L’intention est l’énergie dont chaque être humain dispose à des fins de création et cela dans quelque domaine que ce soit.
L’intention est la symbiose de la concentration et de la volonté liée à l’attention portée sur chaque chose. »
Les possibilités sont énormes, c’est aux artistes d’oeuvrer en conscience. » E.B.
Série: empreinte chamane
Nous allons nous attarder sur la peinture « Intrusion platonicienne en terre animiste »
Que voyons-nous ?
Des lignes courbes de couleur, des cernes épais ondulant sur la toile, des taches parfois informes évoquant des organismes naturels ou cosmiques
Des formes signalétiques parcourant l’ensemble de la toile (sens interdit, panneaux signalétiques)
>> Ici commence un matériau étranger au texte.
use agentchat_core::config::NetworkEnv;
use agentchat_core::installation::{
    FileKeyValueStore, InstallationKeyStore, KeyValueStore, installation_key_name,
    validate_credential,
};
use agentchat_core::network::MessagingNetwork;
use agentchat_core::state_dir::{default_state_dir, ensure_state_dir};
use agentchat_core::wallet::{ConnectorKind, WalletSigner};
use agentchat_core::{ChatConfig, ChatEngine, ChatEvent};
use agentchat_loopback::{EchoAgent, FixedWalletSource, LoopbackNetwork, spawn_echo_agent};
use agentchat_wallet::{BaseTransactor, DEFAULT_RPC_URL, LocalWallet};
use anyhow::{Context, Result};
use clap::{Parser, Subcommand};
use std::path::{Path, PathBuf};
use std::sync::Arc;
use tokio::io::{AsyncBufReadExt, BufReader};

#[derive(Parser)]
#[command(name = "agentchat", about = "Chat with an agent over an encrypted messaging network")]
struct Cli {
    /// State directory (default: $AGENTCHAT_STATE_DIR or ~/.local/state/agentchat).
    #[arg(long, global = true)]
    state_dir: Option<PathBuf>,

    #[command(subcommand)]
    command: Command,
}

#[derive(Subcommand)]
enum Command {
    /// Open an interactive chat against the in-process loopback network.
    Chat {
        /// Environment variable holding the wallet private key. A throwaway
        /// wallet is used when omitted.
        #[arg(long)]
        private_key_env: Option<String>,
        /// Base RPC URL used to execute transaction requests.
        #[arg(long, default_value = DEFAULT_RPC_URL)]
        rpc_url: String,
        /// Network environment.
        #[arg(long, default_value = "local")]
        env: String,
    },
    /// Inspect or clear the stored installation key for a wallet.
    Key {
        #[command(subcommand)]
        action: KeyAction,
    },
    /// Look up the inbox id a wallet address is registered under.
    InboxId {
        /// Wallet address; defaults to the configured agent wallet.
        #[arg(long)]
        address: Option<String>,
    },
    /// Print the wallet address for a private key.
    Address {
        /// Environment variable holding the wallet private key.
        #[arg(long)]
        private_key_env: String,
    },
}

#[derive(Subcommand)]
enum KeyAction {
    /// Show whether a key is stored.
    Show {
        #[arg(long)]
        address: String,
    },
    /// Delete the stored key.
    Clear {
        #[arg(long)]
        address: String,
    },
}

/// A line typed in the chat prompt.
#[derive(Debug, PartialEq, Eq)]
enum Input {
    Send(String),
    Refresh,
    Sync,
    Repair,
    Diagnostics,
    Installations,
    Revoke,
    ClearKey,
    Pay(String),
    Help,
    Quit,
    Empty,
    Unknown(String),
}

fn parse_input(line: &str) -> Input {
    let line = line.trim();
    if line.is_empty() {
        return Input::Empty;
    }
    let Some(command) = line.strip_prefix('/') else {
        return Input::Send(line.to_string());
    };
    let (name, arg) = command
        .split_once(char::is_whitespace)
        .map_or((command, ""), |(n, a)| (n, a.trim()));
    match name {
        "refresh" => Input::Refresh,
        "sync" => Input::Sync,
        "repair" => Input::Repair,
        "diag" => Input::Diagnostics,
        "installations" => Input::Installations,
        "revoke" => Input::Revoke,
        "clearkey" => Input::ClearKey,
        "pay" if !arg.is_empty() => Input::Pay(arg.to_string()),
        "help" => Input::Help,
        "quit" | "exit" => Input::Quit,
        _ => Input::Unknown(line.to_string()),
    }
}

const HELP: &str = "\
/refresh        re-sync this conversation
/sync           sync everything, then reload
/repair         re-select the agent conversation
/diag           print diagnostics
/installations  show installation usage
/revoke         revoke all installations of this wallet
/clearkey       forget the local installation key
/pay <id>       execute a transaction request
/quit           leave";

#[tokio::main]
async fn main() -> Result<()> {
    tracing_subscriber::fmt()
        .with_env_filter(
            tracing_subscriber::EnvFilter::try_from_default_env()
                .unwrap_or_else(|_| "agentchat_core=info,agentchat_loopback=info".into()),
        )
        .with_writer(std::io::stderr)
        .init();

    let cli = Cli::parse();
    let state_dir = match cli.state_dir {
        Some(dir) => dir,
        None => default_state_dir().context("failed to determine state directory")?,
    };

    match cli.command {
        Command::Chat {
            private_key_env,
            rpc_url,
            env,
        } => cmd_chat(&state_dir, private_key_env.as_deref(), &rpc_url, &env).await,
        Command::Key { action } => {
            match action {
                KeyAction::Show { address } => {
                    let kv = FileKeyValueStore::open(&state_dir);
                    println!("{}", key_status(&kv, &address)?);
                }
                KeyAction::Clear { address } => {
                    let keys = key_store(&state_dir)?;
                    if keys.clear(&address)? {
                        println!("Cleared installation key for {address}.");
                    } else {
                        println!("No installation key stored for {address}.");
                    }
                }
            }
            Ok(())
        }
        Command::InboxId { address } => {
            let config = ChatConfig::from_env();
            let address = address.unwrap_or_else(|| config.agent_wallet_address.clone());
            let (network, _agent) = demo_network(&config).await?;
            match network.inbox_id_for_identifier(&address.to_lowercase()).await? {
                Some(inbox_id) => println!("{inbox_id}"),
                None => anyhow::bail!("{address} has no inbox on this network"),
            }
            Ok(())
        }
        Command::Address { private_key_env } => {
            let wallet = load_wallet(&private_key_env)?;
            println!("{}", wallet.address());
            Ok(())
        }
    }
}

fn key_store(state_dir: &Path) -> Result<InstallationKeyStore> {
    ensure_state_dir(state_dir)
        .with_context(|| format!("failed to create {}", state_dir.display()))?;
    Ok(InstallationKeyStore::new(Arc::new(FileKeyValueStore::open(
        state_dir,
    ))))
}

/// Describe the stored credential without modifying the store.
fn key_status(kv: &dyn KeyValueStore, address: &str) -> Result<String> {
    Ok(match kv.get(&installation_key_name(address))? {
        Some(raw) => match validate_credential(&raw) {
            Ok(()) => format!(
                "Installation key stored for {address} ({} hex digits).",
                raw.len()
            ),
            Err(defect) => format!(
                "Installation key stored for {address} is invalid ({defect}); it is replaced on the next connect."
            ),
        },
        None => format!("No installation key stored for {address}."),
    })
}

/// The in-process network with the echo agent registered at the configured
/// agent wallet.
async fn demo_network(config: &ChatConfig) -> Result<(LoopbackNetwork, EchoAgent)> {
    let network = LoopbackNetwork::with_quota(config.installation_quota);
    let agent = spawn_echo_agent(&network, &config.agent_wallet_address)
        .await
        .context("failed to start agent")?;
    Ok((network, agent))
}

fn load_wallet(var: &str) -> Result<LocalWallet> {
    let key = std::env::var(var).with_context(|| format!("{var} is not set"))?;
    LocalWallet::from_private_key_hex(&key)
}

async fn cmd_chat(
    state_dir: &Path,
    private_key_env: Option<&str>,
    rpc_url: &str,
    env: &str,
) -> Result<()> {
    let mut config = ChatConfig::from_env();
    config.env = NetworkEnv::parse(env);

    let (network, agent) = demo_network(&config).await?;

    let (wallet, submitter) = match private_key_env {
        Some(var) => {
            let wallet = load_wallet(var)?;
            let transactor = BaseTransactor::new(wallet.signer().clone(), rpc_url)?;
            (wallet, Some(Arc::new(transactor)))
        }
        None => (LocalWallet::random(), None),
    };
    let address = wallet.address();
    let wallets = Arc::new(FixedWalletSource::empty());
    wallets.push(ConnectorKind::Embedded, Arc::new(wallet));

    ensure_state_dir(state_dir)
        .with_context(|| format!("failed to create {}", state_dir.display()))?;
    let mut engine = ChatEngine::new(
        config,
        Arc::new(network.clone()),
        wallets,
        Arc::new(FileKeyValueStore::open(state_dir)),
    );
    if let Some(submitter) = submitter {
        engine = engine.with_transaction_submitter(submitter);
    }
    let engine = Arc::new(engine);

    let agent_name = engine.display_name(&agent.address).await;
    let agent_inbox_id = agent.inbox_id.clone();
    let you = engine.display_name(&address).await;
    let sender_label = move |sender: &str| {
        if sender == agent_inbox_id {
            agent_name.clone()
        } else {
            you.clone()
        }
    };

    let mut events = engine.subscribe();
    let label = sender_label.clone();
    let printer = tokio::spawn(async move {
        while let Ok(event) = events.recv().await {
            match event {
                ChatEvent::MessageAdded(message) => {
                    println!(
                        "[{}] {} ({})",
                        label(&message.sender_inbox_id),
                        message.content,
                        message.id
                    );
                }
                ChatEvent::TypingChanged(true) => println!("… agent is typing"),
                ChatEvent::Error(e) => eprintln!("error: {e}"),
                _ => {}
            }
        }
    });

    println!("Connecting as {address}…");
    if engine.connect().await.is_err() {
        let state = engine.state().await;
        anyhow::bail!(
            "{}",
            state.error.unwrap_or_else(|| "connection failed".to_string())
        );
    }
    for message in engine.state().await.messages {
        println!("[{}] {}", sender_label(&message.sender_inbox_id), message.content);
    }
    println!("Connected. Type /help for commands.");

    let mut lines = BufReader::new(tokio::io::stdin()).lines();
    loop {
        let line = tokio::select! {
            line = lines.next_line() => line?,
            _ = tokio::signal::ctrl_c() => None,
        };
        let Some(line) = line else { break };
        if !handle_input(&engine, parse_input(&line)).await {
            break;
        }
    }

    engine.disconnect().await;
    printer.abort();
    drop(agent);
    Ok(())
}

/// Run one prompt command. Returns false when the user wants to leave.
async fn handle_input(engine: &ChatEngine, input: Input) -> bool {
    let quit = input == Input::Quit;
    let outcome: Result<()> = async {
        match input {
            Input::Send(text) => {
                engine.send_message(&text).await?;
            }
            Input::Refresh => {
                if !engine.refresh_messages().await? {
                    println!("A refresh is already running.");
                }
            }
            Input::Sync => {
                engine.force_full_sync().await?;
                println!("Synced ({} messages).", engine.state().await.messages.len());
            }
            Input::Repair => {
                if engine.repair_conversation().await? {
                    println!("Switched to the agent conversation.");
                } else {
                    println!("Conversation already points at the agent.");
                }
            }
            Input::Diagnostics => {
                let report = engine.diagnostics().await?;
                println!("{}", serde_json::to_string_pretty(&report)?);
            }
            Input::Installations => {
                let status = engine.installation_count().await?;
                println!("{}/{} installations in use.", status.count, status.quota);
            }
            Input::Revoke => {
                let revoked = engine.revoke_all_installations().await?;
                println!("Revoked {revoked} installations. Reconnecting…");
                engine.connect().await?;
            }
            Input::ClearKey => {
                if engine.clear_local_installation_key().await? {
                    println!("Local installation key cleared.");
                }
            }
            Input::Pay(id) => {
                let receipt = engine.execute_transaction(&id).await?;
                for hash in receipt.tx_hashes {
                    println!("Sent {hash}");
                }
            }
            Input::Help => println!("{HELP}"),
            Input::Unknown(line) => println!("Unknown command {line}. Type /help."),
            Input::Empty | Input::Quit => {}
        }
        Ok(())
    }
    .await;

    if let Err(e) = outcome {
        eprintln!("error: {e:#}");
    }
    !quit
}

#[cfg(test)]
mod tests {
    use super::*;
    use agentchat_core::installation::InstallationCredential;

    #[test]
    fn parses_prompt_commands() {
        assert_eq!(parse_input("  hello  "), Input::Send("hello".into()));
        assert_eq!(parse_input(""), Input::Empty);
        assert_eq!(parse_input("/refresh"), Input::Refresh);
        assert_eq!(parse_input("/pay abc123"), Input::Pay("abc123".into()));
        assert_eq!(parse_input("/pay"), Input::Unknown("/pay".into()));
        assert_eq!(parse_input("/exit"), Input::Quit);
        assert_eq!(parse_input("/nope"), Input::Unknown("/nope".into()));
    }

    #[test]
    fn key_status_reports_stored_key() {
        let dir = tempfile::tempdir().unwrap();
        let keys = key_store(dir.path()).unwrap();
        let kv = FileKeyValueStore::open(dir.path());
        let address = "0xAbC0000000000000000000000000000000000001";
        assert!(key_status(&kv, address).unwrap().starts_with("No installation key"));

        let credential = InstallationCredential::generate();
        kv.set(&installation_key_name(address), credential.as_hex())
            .unwrap();
        assert!(key_status(&kv, address).unwrap().contains("64 hex digits"));
        assert!(keys.clear(address).unwrap());
    }

    #[test]
    fn key_status_leaves_invalid_key_in_place() {
        let dir = tempfile::tempdir().unwrap();
        let kv = FileKeyValueStore::open(dir.path());
        let address = "0xAbC0000000000000000000000000000000000002";
        kv.set(&installation_key_name(address), "abc").unwrap();

        let status = key_status(&kv, address).unwrap();
        assert!(status.contains("is invalid"));
        assert!(status.contains("odd number of hex digits"));
        assert_eq!(
            kv.get(&installation_key_name(address)).unwrap().as_deref(),
            Some("abc")
        );
    }

    #[tokio::test]
    async fn demo_network_registers_the_agent_wallet() {
        let config = ChatConfig::default();
        let (network, agent) = demo_network(&config).await.unwrap();
        assert_eq!(
            network
                .inbox_id_for_identifier(&config.agent_wallet_address)
                .await
                .unwrap(),
            Some(agent.inbox_id.clone())
        );
    }
}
Ces deux styles différents cohabitent de manière disctincte.
La mise en scène du tableau semble reprendre la composition platonicienne du mythe de la caverne. En effet, la lumière semble venir de la partie supérieure avec le soleil représenté dans des teintes orangées autour duquel tourne une planète. Dans la partie inférieure, les formes sont plus courbes évoquant les lignes des algues marines ou du corail par exemple.
Dans la partie supérieure, des lignes brisées droites font penser à des autoroutes avec leurs panneaux de signalisation.
Le monde apparaît comme coupé en deux. Le monde artificiel dans la partie supérieure contrastant avec le monde d’en bas.
Ce monde d’en bas est quand on le regarde de plus près, une représentation de la nature corrompue par l’homme malheureusement comme l’indique le verre d’eau barré mentionnant « eau non potable ».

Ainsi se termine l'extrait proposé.